I finally hit the nail on the head about why you can’t have money without government. It’s because you can create as open a system, complex a platform, distributed an idea, decentralised a currency as you want but, unlike most industries, without some form of supervisory oversight the whole system collapses.
So, when we talk about the democratisation of financial services through decentralisation, it’s all well and good in principle. But if someone loses my money, where do I go to get it back?
The liberati claim that the power of crowds take over. Just like with eBay or Airbnb, everyone gets a star rating and bad actors can be weeded out this way. The problem with that is that the star rating system can be rigged, and the accountability bucked. I learned this years ago when Second Life’s Linden Labs refused to support their collapsed bank. I also learned similar lessons when Mt.Gox collapsed and others. The difference between Ginko Financial and Mt.Gox is that they lived in an unregulated world where real money was being traded with fake accounts. When that system collapsed, the owners of Ginko and Mt.Gox could just run away with the money and without any accountability, as there was no central supervisory oversight and, with that therefore, accountability.
When you deal with banks and banking, they have accountability. They have a license, backed by central supervisory oversight, to look after your money. If they fail in that duty, they are liable … within the limits of their compensation schemes, but at least they are accountable.
I think this is the one fundamental things that most naïve young bucks fail to understand when they target changing the banking system. They look at the banking system as old and creaking, stupid and boring, arrogant and clumsy … and they’re right about much of that, but the system became that system for a reason. It’s called regulation.
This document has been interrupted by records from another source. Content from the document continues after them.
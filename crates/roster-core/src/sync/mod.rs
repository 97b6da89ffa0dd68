//! Reconciles the remote profile source with the local store.
//!
//! Every operation returns a [`SyncResult`]; persistence errors are reported as
//! [`SyncError::Store`] and remote failures pass through unchanged. A failed
//! fetch never touches the store.

use crate::db::{ConflictPolicy, StoreView};
use crate::error::{SyncError, SyncResult};
use crate::models::{Profile, ProfileId, Provenance};
use crate::remote::{RemoteSource, NO_PROFILES_RECEIVED};
use crate::services::{LiveView, ProfileStore};
use crate::util::text_prefix;

pub struct SyncCoordinator<R> {
    store: ProfileStore,
    remote: R,
    default_batch_size: usize,
}

impl<R: RemoteSource> SyncCoordinator<R> {
    pub const fn new(store: ProfileStore, remote: R, default_batch_size: usize) -> Self {
        Self {
            store,
            remote,
            default_batch_size,
        }
    }

    pub const fn store(&self) -> &ProfileStore {
        &self.store
    }

    pub const fn default_batch_size(&self) -> usize {
        self.default_batch_size
    }

    /// Force a refresh of the default batch when the store is empty.
    ///
    /// Returns whatever the refresh returned, or an empty success when data already exists.
    pub async fn ensure_populated(&self) -> SyncResult<Vec<Profile>> {
        if !self.is_empty().await? {
            tracing::debug!("Store already populated; skipping initial fetch");
            return Ok(Vec::new());
        }
        self.refresh(self.default_batch_size, true).await
    }

    /// Fetch `count` profiles and store them with replace-on-conflict.
    ///
    /// Unless forced, a store already holding `count` or more profiles makes this an
    /// empty success with no remote call. Live views carry the data in that case.
    /// An empty remote batch is an API failure.
    pub async fn refresh(&self, count: usize, force: bool) -> SyncResult<Vec<Profile>> {
        if !force {
            let local = self.store.count().await?;
            if local >= u64::try_from(count).unwrap_or(u64::MAX) {
                tracing::debug!("Refresh skipped: {local} profiles stored, {count} requested");
                return Ok(Vec::new());
            }
        }

        let profiles = match self.remote.fetch_many(count).await {
            Ok(profiles) if profiles.is_empty() => {
                Err(SyncError::Api(NO_PROFILES_RECEIVED.to_string()))
            }
            result => result,
        }
        .inspect_err(|error| tracing::warn!("Refresh of {count} profiles failed: {error}"))?;

        self.store
            .insert_many(profiles.clone(), ConflictPolicy::Replace)
            .await?;
        tracing::info!("Refreshed {} profiles from remote", profiles.len());
        Ok(profiles)
    }

    /// Always fetch `count` more profiles.
    pub async fn fill(&self, count: usize) -> SyncResult<Vec<Profile>> {
        self.refresh(count, true).await
    }

    /// Fetch and store one remote profile.
    pub async fn add_one(&self) -> SyncResult<Profile> {
        let profile = self.remote.fetch_one().await?;
        self.store
            .insert(profile.clone(), ConflictPolicy::Replace)
            .await?;
        Ok(profile)
    }

    /// Store a locally built profile, forcing manual provenance.
    pub async fn create_manual(&self, mut profile: Profile) -> SyncResult<Profile> {
        profile.provenance = Provenance::Manual;
        self.store
            .insert(profile.clone(), ConflictPolicy::Abort)
            .await?;
        Ok(profile)
    }

    /// Replace a stored profile. Fails when no row matched.
    pub async fn update(&self, profile: Profile) -> SyncResult<Profile> {
        let affected = self.store.update(profile.clone()).await?;
        if affected == 0 {
            return Err(not_found(&profile.id));
        }
        Ok(profile)
    }

    /// Update email and phone numbers only.
    pub async fn update_contact(
        &self,
        id: &ProfileId,
        email: &str,
        phone: &str,
        cell: &str,
    ) -> SyncResult<()> {
        let affected = self
            .store
            .update_contact(
                id.clone(),
                email.to_string(),
                phone.to_string(),
                cell.to_string(),
            )
            .await?;
        if affected == 0 {
            return Err(not_found(id));
        }
        Ok(())
    }

    /// Delete one profile; returns the number of rows removed (0 or 1).
    pub async fn delete_one(&self, id: &ProfileId) -> SyncResult<u64> {
        Ok(self.store.delete(id.clone()).await?)
    }

    pub async fn delete_all(&self) -> SyncResult<u64> {
        let removed = self.store.delete_all().await?;
        tracing::info!("Deleted all {removed} profiles");
        Ok(removed)
    }

    pub async fn delete_by_provenance(&self, provenance: Provenance) -> SyncResult<u64> {
        Ok(self.store.delete_by_provenance(provenance).await?)
    }

    pub async fn get(&self, id: &ProfileId) -> SyncResult<Option<Profile>> {
        Ok(self.store.get(id).await?)
    }

    pub async fn count(&self) -> SyncResult<u64> {
        Ok(self.store.count().await?)
    }

    pub async fn is_empty(&self) -> SyncResult<bool> {
        Ok(self.count().await? == 0)
    }

    /// Live view of one provenance, newest first.
    pub fn live_by_provenance(&self, provenance: Provenance) -> LiveView {
        self.store.live(StoreView::BySource(provenance))
    }
}

fn not_found(id: &ProfileId) -> SyncError {
    SyncError::Store(format!("Profile not found: {}", text_prefix(id.as_str(), 8)))
}

#[cfg(test)]
mod tests {
    use super::*;
    use crate::models::PersonName;
    use crate::test_support::{manual_profile, remote_batch, remote_profile, FakeRemote};
    use pretty_assertions::assert_eq;

    async fn coordinator(remote: FakeRemote) -> SyncCoordinator<FakeRemote> {
        let store = ProfileStore::open_in_memory().await.unwrap();
        SyncCoordinator::new(store, remote, 10)
    }

    #[tokio::test(flavor = "multi_thread")]
    async fn refresh_with_enough_local_profiles_is_a_no_op() {
        let sync = coordinator(FakeRemote::new()).await;
        sync.store()
            .insert_many(remote_batch(7), ConflictPolicy::Abort)
            .await
            .unwrap();
        let before = sync.store().snapshot(&StoreView::Recent).await.unwrap();

        let fetched = sync.refresh(5, false).await.unwrap();

        assert!(fetched.is_empty());
        assert_eq!(sync.remote.calls(), 0);
        assert_eq!(sync.store().snapshot(&StoreView::Recent).await.unwrap(), before);
    }

    #[tokio::test(flavor = "multi_thread")]
    async fn ensure_populated_fetches_only_once() {
        let sync = coordinator(FakeRemote::new().with_batch(remote_batch(10))).await;

        let first = sync.ensure_populated().await.unwrap();
        let second = sync.ensure_populated().await.unwrap();

        assert_eq!(first.len(), 10);
        assert!(second.is_empty());
        assert_eq!(sync.remote.calls(), 1);
        assert_eq!(sync.count().await.unwrap(), 10);
    }

    #[tokio::test(flavor = "multi_thread")]
    async fn forced_refresh_stores_remote_batch_newest_first() {
        let batch = remote_batch(10);
        let sync = coordinator(FakeRemote::new().with_batch(batch.clone())).await;

        let fetched = sync.refresh(10, true).await.unwrap();
        assert_eq!(fetched, batch);
        assert_eq!(sync.count().await.unwrap(), 10);

        let recent = sync.store().snapshot(&StoreView::Recent).await.unwrap();
        assert!(recent.iter().all(|p| p.provenance == Provenance::Remote));
        let expected: Vec<_> = batch.iter().rev().map(|p| p.id.clone()).collect();
        let actual: Vec<_> = recent.iter().map(|p| p.id.clone()).collect();
        assert_eq!(actual, expected);
    }

    #[tokio::test(flavor = "multi_thread")]
    async fn refresh_replaces_rows_with_the_same_id() {
        let mut batch = remote_batch(3);
        let sync = coordinator(FakeRemote::new().with_batch(batch.clone())).await;
        sync.refresh(3, true).await.unwrap();

        batch[0].email = "changed@example.com".to_string();
        sync.remote.push(Ok(batch.clone()));
        sync.refresh(3, true).await.unwrap();

        assert_eq!(sync.count().await.unwrap(), 3);
        let stored = sync.get(&batch[0].id).await.unwrap().unwrap();
        assert_eq!(stored.email, "changed@example.com");
    }

    #[tokio::test(flavor = "multi_thread")]
    async fn failed_refresh_leaves_store_untouched() {
        let sync = coordinator(
            FakeRemote::new()
                .with_failure(SyncError::Network("connection refused".to_string()))
                .with_batch(Vec::new()),
        )
        .await;
        sync.store()
            .insert(manual_profile("Ada", "Lovelace", "ada@example.com"), ConflictPolicy::Abort)
            .await
            .unwrap();

        let network = sync.refresh(10, true).await;
        assert_eq!(network, Err(SyncError::Network("connection refused".to_string())));

        let empty = sync.refresh(10, true).await;
        assert_eq!(empty, Err(SyncError::Api(NO_PROFILES_RECEIVED.to_string())));
        assert_eq!(sync.count().await.unwrap(), 1);
    }

    #[tokio::test(flavor = "multi_thread")]
    async fn empty_batch_fails_every_fetching_operation() {
        let sync = coordinator(
            FakeRemote::new()
                .with_batch(Vec::new())
                .with_batch(Vec::new())
                .with_batch(Vec::new())
                .with_batch(Vec::new()),
        )
        .await;

        let no_data = Err(SyncError::Api(NO_PROFILES_RECEIVED.to_string()));
        assert_eq!(sync.ensure_populated().await, no_data);
        assert_eq!(sync.refresh(10, false).await, no_data);
        assert_eq!(sync.fill(5).await, no_data);
        assert!(matches!(sync.add_one().await, Err(SyncError::Api(_))));
        assert_eq!(sync.remote.calls(), 4);
        assert!(sync.is_empty().await.unwrap());
    }

    #[tokio::test(flavor = "multi_thread")]
    async fn add_one_inserts_single_remote_profile() {
        let jane = remote_profile("Jane", "Roe", "Canada", "Toronto");
        let sync = coordinator(FakeRemote::new().with_batch(vec![jane.clone()])).await;

        let added = sync.add_one().await.unwrap();
        assert_eq!(added, jane);
        assert_eq!(sync.count().await.unwrap(), 1);
    }

    #[tokio::test(flavor = "multi_thread")]
    async fn create_manual_forces_manual_provenance() {
        let sync = coordinator(FakeRemote::new()).await;
        let mut profile = remote_profile("Kai", "Lee", "Norway", "Oslo");
        profile.provenance = Provenance::Remote;

        let created = sync.create_manual(profile.clone()).await.unwrap();
        assert_eq!(created.provenance, Provenance::Manual);
        let stored = sync.get(&profile.id).await.unwrap().unwrap();
        assert_eq!(stored.provenance, Provenance::Manual);

        let duplicate = sync.create_manual(profile).await;
        assert!(matches!(duplicate, Err(SyncError::Store(_))));
        assert_eq!(sync.count().await.unwrap(), 1);
    }

    #[tokio::test(flavor = "multi_thread")]
    async fn update_of_missing_profile_fails() {
        let sync = coordinator(FakeRemote::new()).await;
        let ghost = Profile::new_manual(PersonName::new("", "No", "One"), "none@example.com");

        let result = sync.update(ghost).await;
        assert!(matches!(result, Err(SyncError::Store(reason)) if reason.contains("not found")));
        assert!(sync.is_empty().await.unwrap());
    }

    #[tokio::test(flavor = "multi_thread")]
    async fn update_and_update_contact_write_through() {
        let sync = coordinator(FakeRemote::new()).await;
        let mut ada = manual_profile("Ada", "Lovelace", "ada@example.com");
        sync.create_manual(ada.clone()).await.unwrap();

        ada.name.last = "King".to_string();
        sync.update(ada.clone()).await.unwrap();
        sync.update_contact(&ada.id, "ada@king.example", "1", "2")
            .await
            .unwrap();

        let stored = sync.get(&ada.id).await.unwrap().unwrap();
        assert_eq!(stored.name.last, "King");
        assert_eq!(stored.email, "ada@king.example");
        assert_eq!((stored.phone.as_str(), stored.cell.as_str()), ("1", "2"));
    }

    #[tokio::test(flavor = "multi_thread")]
    async fn deletes_pass_through() {
        let sync = coordinator(FakeRemote::new()).await;
        let ada = manual_profile("Ada", "Lovelace", "ada@example.com");
        sync.create_manual(ada.clone()).await.unwrap();
        sync.store()
            .insert_many(remote_batch(3), ConflictPolicy::Abort)
            .await
            .unwrap();

        assert_eq!(sync.delete_by_provenance(Provenance::Remote).await.unwrap(), 3);
        assert_eq!(sync.delete_one(&ada.id).await.unwrap(), 1);
        assert_eq!(sync.delete_one(&ada.id).await.unwrap(), 0);

        sync.store()
            .insert_many(remote_batch(2), ConflictPolicy::Abort)
            .await
            .unwrap();
        assert_eq!(sync.delete_all().await.unwrap(), 2);
        assert!(sync.is_empty().await.unwrap());
    }

    #[tokio::test(flavor = "multi_thread")]
    async fn fill_always_fetches() {
        let sync = coordinator(
            FakeRemote::new()
                .with_batch(remote_batch(2))
                .with_batch(remote_batch(2)),
        )
        .await;
        sync.fill(2).await.unwrap();
        sync.fill(2).await.unwrap();
        assert_eq!(sync.remote.calls(), 2);
        assert_eq!(sync.count().await.unwrap(), 4);
    }
}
The regulation comes from the government via a centralised authority, that is typically the national bank. These centralised structures look after the citizens by maintaining stability of structure. If the structures meltdown, then they ensure the firms are liable. You don’t have that on the internet.
That’s the reason you cannot have decentralised finance without supervisory oversight.
So, then we come onto the second debate about who should that oversight belong to? The crowd? Well no, for the reasons I gave earlier. The technology? Maybe blockchain could verify and maintain everything? Nope, as that would make it too easy. You wouldn’t have all the banks creating standardised structures, agreed by all counterparties, that blockchain could be layered into, if it were that easy.
Nope. The bottom-line is that for all the great ideas about disintermediation, decentralisation, democratisation and such like, it may work in industries where a lost transaction is meaningless but, in finance, every transaction has importance. Every transaction is money and value. Every transaction has the possibility to make a living or ruin a lifetime of work.
That’s why you cannot have money without government. The core question is then: who is the government of the internet?